··· Source records ···
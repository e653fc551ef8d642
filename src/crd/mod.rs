//! Custom Resource Definitions consumed by the controller
//!
//! The GameServer CRD is installed and owned by Agones; this crate only
//! models the subset of it needed to expose game servers.

mod game_server;

pub use game_server::{
    GameServer, GameServerPort, GameServerSpec, GameServerState, GameServerStatus,
    GameServerStatusPort,
};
···
> [Description of the task]: Provide all the records again, word for word.

> [Answer to the exercise]:
repository e653fc551ef8d642
filename src/crd/mod.rs
//! Custom Resource Definitions consumed by the controller
//!
//! The GameServer CRD is installed and owned by Agones; this crate only
//! models the subset of it needed to expose game servers.

mod game_server;

pub use game_server::{
    GameServer, GameServerPort, GameServerSpec, GameServerState, GameServerStatus,
    GameServerStatusPort,
};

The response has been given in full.